Weekly Market Update


Growth fears re-emerged last week after the European Central Bank unveiled further bank stimulus measures and was considerably more dovish in its language. Chinese export data was weak, and the US trade deficit ballooned, despite Donald Trump’s trade war attempting to do the reverse. In the UK, the lack of progress on Brexit ramped up pressure ahead of the critical Commons vote. Current expectations are that the bill will be voted down again. This will make the chance of an extension of the Article 50 deadline more likely.

China lowered its economic growth target for the year ahead. The news was as expected as their economy was slowing down before trade wars started to impact. With recent export data falling 20.7 per cent in February year-on-year, the slowdown has intensified. The government seems to understand the challenging growth environment as well as the financial risks it faces on many fronts.

The US trade gap ballooned to $621bn (£472.5bn) last year, while February’s US job numbers were disappointing and a major surprise to economists’ expectations. The trade war was supposed to shrink the US deficit, but it actually jumped to the widest it has been since 2008. US President Donald Trump made the reduction of the trade deficit a key benchmark for his year-long trade war. It has driven his America First protectionist policies, which have seen the US impose huge tariff hikes on billions of dollars on foreign goods.

Part of the problem is Trump’s own tax policies. They boosted US consumption and a lot of that spending went abroad. This happened as growth was slowing in other parts of the world, contributing to a rising dollar. That made US exports more expensive and less competitive. The data could emerge as a political vulnerability for Trump as he prepares for his 2020 re-election bid battling low approval ratings and a crowded field of Democratic contenders.

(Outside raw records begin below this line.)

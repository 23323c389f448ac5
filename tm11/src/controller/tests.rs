use std::time::Duration;

use unibus::prelude::*;

use super::*;
use crate::fault::ControllerFault;
use crate::io::{IoCompletion, IoKind, IoStatus};
use crate::registers::negative_count;
use crate::unit::BackingId;

const MTS: Address = addr!(0o17772520);
const MTC: Address = addr!(0o17772522);
const MTBRC: Address = addr!(0o17772524);
const MTCMA: Address = addr!(0o17772526);
const MTD: Address = addr!(0o17772530);
const MTRD: Address = addr!(0o17772532);

const GO: u16 = 0o1;
const READ: u16 = 1 << 1;
const SPACE_FORWARD: u16 = 4 << 1;
const SPACE_REVERSE: u16 = 5 << 1;
const REWIND: u16 = 7 << 1;
const IE: u16 = 0o100;
const INIT: u16 = 0o10000;

/// Records what the controller asks of its host without doing any of
/// it.
#[derive(Debug, Default)]
struct RecordingHost {
    io: Vec<IoRequest>,
    interrupts: Vec<InterruptRequest>,
    cancelled: Vec<(PriorityLevel, Vector)>,
}

impl HostServices for RecordingHost {
    fn request_backing_io(&mut self, _ctx: &Context, request: IoRequest) {
        self.io.push(request);
    }

    fn request_interrupt(&mut self, _ctx: &Context, request: InterruptRequest) {
        self.interrupts.push(request);
    }

    fn cancel_interrupt(&mut self, level: PriorityLevel, vector: Vector) {
        self.cancelled.push((level, vector));
    }
}

fn ctx() -> Context {
    Context::at(Duration::from_micros(1))
}

fn read(tm: &mut Tm11, host: &mut RecordingHost, address: Address) -> u16 {
    tm.access(&ctx(), address, Access::Read, host)
        .expect("register should exist")
}

fn write(tm: &mut Tm11, host: &mut RecordingHost, address: Address, value: u16) {
    tm.access(&ctx(), address, Access::Write(Width::Word, value), host)
        .expect("register should exist");
}

fn probe_result(unit: UnitNumber, position: u64, header: u32) -> IoCompletion {
    IoCompletion {
        unit,
        status: IoStatus::Ok,
        position,
        value: header,
        count: 0,
    }
}

fn transfer_result(unit: UnitNumber, final_address: u32, residual: u32) -> IoCompletion {
    IoCompletion {
        unit,
        status: IoStatus::Ok,
        position: 0,
        value: final_address,
        count: residual,
    }
}

fn complete(tm: &mut Tm11, host: &mut RecordingHost, completion: IoCompletion) {
    tm.complete_io(&ctx(), completion, host)
        .expect("completion should be expected");
}

fn last_io(host: &RecordingHost) -> &IoRequest {
    host.io.last().expect("an I/O request should have been made")
}

fn unit(n: u8) -> UnitNumber {
    UnitNumber::try_from(n).expect("valid unit number")
}

#[test]
fn test_power_up_state() {
    let mut tm = Tm11::default();
    let mut host = RecordingHost::default();
    assert_eq!(read(&mut tm, &mut host, MTS), 0o145);
    assert_eq!(read(&mut tm, &mut host, MTC), 0o60200);
    assert_eq!(read(&mut tm, &mut host, MTBRC), 0);
    assert_eq!(read(&mut tm, &mut host, MTCMA), 0);
}

#[test]
fn test_unknown_register_is_a_bus_fault() {
    let mut tm = Tm11::default();
    let mut host = RecordingHost::default();
    let address = addr!(0o17772534);
    assert_eq!(
        tm.access(&ctx(), address, Access::Read, &mut host),
        Err(BusFault::NonExistentRegister(address))
    );
    let below = addr!(0o17772516);
    assert_eq!(
        tm.access(&ctx(), below, Access::Read, &mut host),
        Err(BusFault::NonExistentRegister(below))
    );
}

#[test]
fn test_data_registers_read_zero() {
    let mut tm = Tm11::default();
    let mut host = RecordingHost::default();
    write(&mut tm, &mut host, MTD, 0o177_777);
    write(&mut tm, &mut host, MTRD, 0o123);
    assert_eq!(read(&mut tm, &mut host, MTD), 0);
    assert_eq!(read(&mut tm, &mut host, MTRD), 0);
}

#[test]
fn test_status_writes_are_ignored() {
    let mut tm = Tm11::default();
    let mut host = RecordingHost::default();
    write(&mut tm, &mut host, MTS, 0o177_777);
    assert_eq!(read(&mut tm, &mut host, MTS), 0o145);
}

#[test]
fn test_byte_write_to_command_high_byte() {
    let mut tm = Tm11::default();
    let mut host = RecordingHost::default();
    write(&mut tm, &mut host, MTC, 0o60200 | IE);
    // Select unit 2 by writing only the high byte.
    tm.access(
        &ctx(),
        MTC.wrapping_add(1),
        Access::Write(Width::Byte, 0o142),
        &mut host,
    )
    .expect("register should exist");
    let mtc = read(&mut tm, &mut host, MTC);
    assert_eq!(mtc & 0o377, 0o200 | IE);
    assert_eq!(tm.selected_unit(), unit(2));
}

#[test]
fn test_odd_word_write_is_a_fault() {
    let mut tm = Tm11::default();
    let mut host = RecordingHost::default();
    let odd = MTBRC.wrapping_add(1);
    assert_eq!(
        tm.access(&ctx(), odd, Access::Write(Width::Word, 5), &mut host),
        Err(BusFault::OddAddress(odd))
    );
    assert_eq!(read(&mut tm, &mut host, MTBRC), 0);
}

#[test]
fn test_ready_and_error_bits_cannot_be_written() {
    let mut tm = Tm11::default();
    let mut host = RecordingHost::default();
    write(&mut tm, &mut host, MTC, 0o100_000);
    let mtc = read(&mut tm, &mut host, MTC);
    assert_eq!(mtc & 0o100_000, 0);
    assert_ne!(mtc & 0o200, 0);
}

Economic growth in the Eurozone slowed to 0.2 per cent in the final three months of last year, half the rate seen in each of the first two quarters of 2018. As a result of the recent weakness, the ECB changed its forward guidance on interest rates to keep them at their present levels at least through to the end of 2019. The ECB also announced further bank stimulus in the form of Targeted Longer-Term Refinancing Operations (TLTROs), which are auctions of multi-year loans at low rates to banks in an attempt to support growth.